Researchers at behavioral firewall company Preempt took a look at the LinkedIn credentials and also found that 65% of the leaked passwords can be easily cracked with brute force using standard off-the-shelf cracking hardware.
The study also looked at general password intelligence and found that password rules, which many enterprises employ, can allow users to create weak passwords that can easily be cracked—and many individuals use the same password for multiple accounts, signaling a password epidemic amongst organizations and their users.
“One thing is certain, any person that used the same password for Linkedin as they did for their work account (or other account), is currently vulnerable within these other accounts,” said Preempt researcher Eran Cohen, in a blog. “Unfortunately, there are many users that don’t make that connection. Their LinkedIn account was breached, so they just change their LinkedIn password, not realizing that if they are using that same password elsewhere, they are actually exposed in all of those places as well. For IT security teams, this is an unknown vulnerability they have to deal with.”
Overall, the examination showed that low-complexity passwords can be cracked in less than a day, medium-complexity passwords are cracked in less than a week and high-complexity password are cracked in less than a month.
“Users reuse passwords. They rotate them. Add a digit to them. And even use identical or share passwords with others,” said Cohen. “As data scientists, it is our job to go deeper, and identify the common human behavior. For example, we’ve seen how local culture impacts passwords, where local football team names are commonly used as passwords. The problem is that only about 1% of people care and are aware that passwords are based on patterns and these patterns can be tracked or broken.”

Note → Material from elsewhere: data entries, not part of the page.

//! End-to-end probe runs against a containerized MongoDB.
//!
//! These tests need a working Docker daemon (testcontainers).

use database::mongodb::MongoConfig;
use probe::{ProbeOptions, ProbeStep, run};
use test_utils::TestMongo;

const FULL_SEQUENCE: [ProbeStep; 7] = [
    ProbeStep::Connect,
    ProbeStep::Ping,
    ProbeStep::ListDatabases,
    ProbeStep::Insert,
    ProbeStep::Find,
    ProbeStep::Cleanup,
    ProbeStep::Close,
];

#[tokio::test]
async fn probe_succeeds_against_healthy_endpoint() {
    let mongo = TestMongo::new().await;
    let config = MongoConfig::new(mongo.connection_string());

    let report = run(&config, &ProbeOptions::default()).await;

    assert!(report.succeeded(), "report: {:?}", report.lines());

    // One success marker per step, in step order
    let steps: Vec<ProbeStep> = report.outcomes().iter().map(|o| o.step).collect();
    assert_eq!(steps, FULL_SEQUENCE);
    assert!(report.lines().iter().all(|l| l.starts_with("✅")));
}

#[tokio::test]
async fn probe_cleans_up_scratch_namespace() {
    let mongo = TestMongo::new().await;
    let config = MongoConfig::new(mongo.connection_string());

    let report = run(&config, &ProbeOptions::default()).await;
    assert!(report.succeeded());

    // The scratch database must be gone after a successful run
    let names = mongo.client().list_database_names().await.unwrap();
    assert!(
        !names.contains(&"probe_scratch".to_string()),
        "scratch database left behind: {names:?}"
    );
}

#[tokio::test]
async fn probe_is_idempotent_across_runs() {
    let mongo = TestMongo::new().await;
    let config = MongoConfig::new(mongo.connection_string());
    let options = ProbeOptions::default();

    let first = run(&config, &options).await;
    let second = run(&config, &options).await;

    assert!(first.succeeded());
    assert!(second.succeeded());
}

#[tokio::test]
async fn close_marker_is_last_on_success() {
    let mongo = TestMongo::new().await;
    let config = MongoConfig::new(mongo.connection_string());

    let report = run(&config, &ProbeOptions::default()).await;

    let lines = report.lines();
    assert!(lines.last().unwrap().starts_with("✅ close:"));

    // Close is recorded exactly once
    let closes = report
        .outcomes()
        .iter()
        .filter(|o| o.step == ProbeStep::Close)
        .count();
    assert_eq!(closes, 1);
}

#[tokio::test]
async fn mid_sequence_failure_skips_remaining_steps_but_still_closes() {
    let mongo = TestMongo::new().await;
    let config = MongoConfig::new(mongo.connection_string());
    // '/' is not allowed in database names, so the server rejects the
    // insert while connect, ping, and list all succeed
    let options = ProbeOptions::new("bad/name", "probe");

    let report = run(&config, &options).await;
    assert!(!report.succeeded());

    // Find and cleanup are skipped; close still runs and is last
    let steps: Vec<ProbeStep> = report.outcomes().iter().map(|o| o.step).collect();
    assert_eq!(
        steps,
        vec![
            ProbeStep::Connect,
            ProbeStep::Ping,
            ProbeStep::ListDatabases,
            ProbeStep::Insert,
            ProbeStep::Close,
        ]
    );

    let outcomes = report.outcomes();
    assert!(outcomes[..3].iter().all(|o| o.succeeded()));
    assert_eq!(report.failure().unwrap().step, ProbeStep::Insert);
    assert!(outcomes.last().unwrap().succeeded());

    let lines = report.lines();
    assert!(lines[3].starts_with("❌ insert:"));
    assert!(lines.last().unwrap().starts_with("✅ close:"));
}

#[tokio::test]
async fn custom_scratch_names_are_used_and_dropped() {
    let mongo = TestMongo::new().await;
    let config = MongoConfig::new(mongo.connection_string());
    let options = ProbeOptions::new("probe_custom_scratch", "scratch_items");

    let report = run(&config, &options).await;
    assert!(report.succeeded());

    let names = mongo.client().list_database_names().await.unwrap();
    assert!(!names.contains(&"probe_custom_scratch".to_string()));
}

To stay safe, companies should use a password policy to enforce complexity and password expiration; require longer passwords (8 bad, 10 ok, 12 good); implement a context-based solution to train and enforce password policy based on users' activity; add additional factors to authenticate users; and educate people to avoid sharing passwords with other employees and cloud services. They should also avoid the use of simple patterns, personal data or common words; and employees shouldn’t repeat passwords when a password expires (enumeration included).